[Saved data entries]
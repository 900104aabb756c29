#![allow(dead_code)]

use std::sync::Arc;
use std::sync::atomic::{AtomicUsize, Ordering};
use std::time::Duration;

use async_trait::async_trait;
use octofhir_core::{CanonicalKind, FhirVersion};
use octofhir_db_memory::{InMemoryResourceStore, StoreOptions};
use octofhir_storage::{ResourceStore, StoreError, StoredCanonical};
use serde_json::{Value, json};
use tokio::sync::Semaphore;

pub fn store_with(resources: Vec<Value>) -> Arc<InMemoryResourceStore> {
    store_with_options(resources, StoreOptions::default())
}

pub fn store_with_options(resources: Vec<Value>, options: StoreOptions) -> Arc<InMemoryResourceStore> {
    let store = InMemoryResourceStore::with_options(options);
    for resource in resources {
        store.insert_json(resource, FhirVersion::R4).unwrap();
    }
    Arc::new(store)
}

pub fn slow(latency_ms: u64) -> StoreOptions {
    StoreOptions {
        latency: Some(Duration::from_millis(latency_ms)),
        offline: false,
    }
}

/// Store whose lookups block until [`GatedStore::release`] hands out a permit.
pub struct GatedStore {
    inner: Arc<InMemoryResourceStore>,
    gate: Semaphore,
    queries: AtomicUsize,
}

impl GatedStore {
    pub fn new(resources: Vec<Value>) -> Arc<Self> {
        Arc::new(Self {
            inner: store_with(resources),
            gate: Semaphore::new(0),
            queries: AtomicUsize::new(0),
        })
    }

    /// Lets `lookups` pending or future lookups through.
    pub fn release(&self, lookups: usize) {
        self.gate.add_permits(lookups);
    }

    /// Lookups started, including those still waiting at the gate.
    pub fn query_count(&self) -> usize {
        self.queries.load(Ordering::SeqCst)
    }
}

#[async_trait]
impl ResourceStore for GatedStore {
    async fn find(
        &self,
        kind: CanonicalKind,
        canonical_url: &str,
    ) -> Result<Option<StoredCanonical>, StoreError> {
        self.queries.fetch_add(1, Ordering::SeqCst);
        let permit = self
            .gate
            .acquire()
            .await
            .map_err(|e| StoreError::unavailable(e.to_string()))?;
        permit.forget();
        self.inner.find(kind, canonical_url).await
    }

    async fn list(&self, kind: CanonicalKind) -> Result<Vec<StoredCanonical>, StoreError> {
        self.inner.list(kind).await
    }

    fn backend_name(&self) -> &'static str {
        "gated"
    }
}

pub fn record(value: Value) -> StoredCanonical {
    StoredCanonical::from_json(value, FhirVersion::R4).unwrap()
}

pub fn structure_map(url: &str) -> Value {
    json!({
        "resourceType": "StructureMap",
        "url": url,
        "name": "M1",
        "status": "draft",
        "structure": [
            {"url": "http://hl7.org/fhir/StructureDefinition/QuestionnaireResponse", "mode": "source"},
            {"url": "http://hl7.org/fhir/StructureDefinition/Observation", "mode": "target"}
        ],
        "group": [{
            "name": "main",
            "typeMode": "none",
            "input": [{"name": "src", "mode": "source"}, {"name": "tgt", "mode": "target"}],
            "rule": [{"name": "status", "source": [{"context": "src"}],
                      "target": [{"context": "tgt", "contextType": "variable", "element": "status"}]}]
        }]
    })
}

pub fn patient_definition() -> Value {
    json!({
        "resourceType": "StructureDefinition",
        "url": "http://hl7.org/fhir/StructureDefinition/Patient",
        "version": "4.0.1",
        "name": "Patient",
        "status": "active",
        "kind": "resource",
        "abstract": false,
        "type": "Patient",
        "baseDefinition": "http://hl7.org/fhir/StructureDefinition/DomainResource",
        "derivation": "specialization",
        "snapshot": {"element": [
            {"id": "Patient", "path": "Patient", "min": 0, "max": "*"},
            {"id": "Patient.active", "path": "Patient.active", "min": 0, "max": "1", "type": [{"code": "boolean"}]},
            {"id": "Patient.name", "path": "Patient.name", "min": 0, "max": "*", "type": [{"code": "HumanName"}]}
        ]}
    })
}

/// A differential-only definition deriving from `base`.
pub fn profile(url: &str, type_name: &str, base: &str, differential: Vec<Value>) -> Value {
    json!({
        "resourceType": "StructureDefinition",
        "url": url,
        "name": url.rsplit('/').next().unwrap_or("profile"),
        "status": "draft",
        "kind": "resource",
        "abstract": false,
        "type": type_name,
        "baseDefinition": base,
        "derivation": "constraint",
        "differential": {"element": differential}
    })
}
==
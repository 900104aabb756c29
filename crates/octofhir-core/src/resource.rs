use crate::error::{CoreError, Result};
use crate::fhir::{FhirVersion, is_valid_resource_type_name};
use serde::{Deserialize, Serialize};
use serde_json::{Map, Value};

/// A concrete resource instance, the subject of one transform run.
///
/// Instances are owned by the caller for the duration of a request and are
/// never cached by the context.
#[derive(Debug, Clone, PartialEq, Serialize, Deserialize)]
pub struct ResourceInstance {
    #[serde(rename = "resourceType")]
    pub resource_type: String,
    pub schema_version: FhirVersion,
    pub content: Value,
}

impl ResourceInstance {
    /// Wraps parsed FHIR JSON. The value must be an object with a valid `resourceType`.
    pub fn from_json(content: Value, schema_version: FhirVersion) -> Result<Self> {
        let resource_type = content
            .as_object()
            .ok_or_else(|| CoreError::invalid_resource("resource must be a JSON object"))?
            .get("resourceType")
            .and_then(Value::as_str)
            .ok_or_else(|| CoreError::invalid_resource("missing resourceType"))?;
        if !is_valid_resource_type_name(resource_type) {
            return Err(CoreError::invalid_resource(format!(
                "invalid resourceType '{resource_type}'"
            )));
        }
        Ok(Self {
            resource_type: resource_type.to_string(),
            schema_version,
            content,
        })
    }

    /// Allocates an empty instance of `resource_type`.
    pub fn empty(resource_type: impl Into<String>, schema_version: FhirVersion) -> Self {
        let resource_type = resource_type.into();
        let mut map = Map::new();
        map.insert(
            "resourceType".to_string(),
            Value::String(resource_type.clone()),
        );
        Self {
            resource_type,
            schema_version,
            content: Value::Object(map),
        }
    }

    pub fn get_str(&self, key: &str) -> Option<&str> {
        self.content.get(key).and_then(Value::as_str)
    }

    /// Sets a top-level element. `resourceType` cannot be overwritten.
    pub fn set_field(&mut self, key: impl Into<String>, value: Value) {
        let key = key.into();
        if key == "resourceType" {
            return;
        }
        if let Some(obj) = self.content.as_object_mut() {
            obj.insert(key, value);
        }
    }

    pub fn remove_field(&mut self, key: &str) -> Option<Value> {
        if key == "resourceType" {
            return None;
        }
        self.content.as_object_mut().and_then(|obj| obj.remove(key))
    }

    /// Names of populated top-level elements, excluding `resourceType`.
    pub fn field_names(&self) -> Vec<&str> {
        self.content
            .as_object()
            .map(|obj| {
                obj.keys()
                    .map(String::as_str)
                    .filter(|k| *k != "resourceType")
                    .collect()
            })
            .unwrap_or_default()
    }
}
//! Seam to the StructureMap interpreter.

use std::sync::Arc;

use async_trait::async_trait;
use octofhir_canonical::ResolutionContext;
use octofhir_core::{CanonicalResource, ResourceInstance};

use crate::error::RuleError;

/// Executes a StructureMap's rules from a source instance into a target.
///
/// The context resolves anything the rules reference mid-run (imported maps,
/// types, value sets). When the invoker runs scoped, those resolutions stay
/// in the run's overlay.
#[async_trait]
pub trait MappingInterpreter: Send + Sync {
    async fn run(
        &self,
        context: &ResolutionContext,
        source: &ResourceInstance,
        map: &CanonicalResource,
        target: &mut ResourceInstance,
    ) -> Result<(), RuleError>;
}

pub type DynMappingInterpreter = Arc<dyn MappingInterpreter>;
--
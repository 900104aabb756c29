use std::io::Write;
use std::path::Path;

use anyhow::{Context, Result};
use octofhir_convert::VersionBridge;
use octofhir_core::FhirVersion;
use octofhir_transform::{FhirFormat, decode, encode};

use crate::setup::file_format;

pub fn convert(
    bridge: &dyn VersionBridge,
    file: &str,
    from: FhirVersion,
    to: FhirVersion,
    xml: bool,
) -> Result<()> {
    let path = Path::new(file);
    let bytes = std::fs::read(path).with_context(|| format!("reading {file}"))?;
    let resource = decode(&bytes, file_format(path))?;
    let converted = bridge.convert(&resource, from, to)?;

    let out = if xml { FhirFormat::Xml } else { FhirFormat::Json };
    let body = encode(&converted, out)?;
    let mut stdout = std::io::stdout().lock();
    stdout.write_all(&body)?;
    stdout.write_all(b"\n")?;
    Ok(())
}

> [Work to be completed] Line count for "body": report how many lines in the data above include it, with no other words.

> [Answer box] 2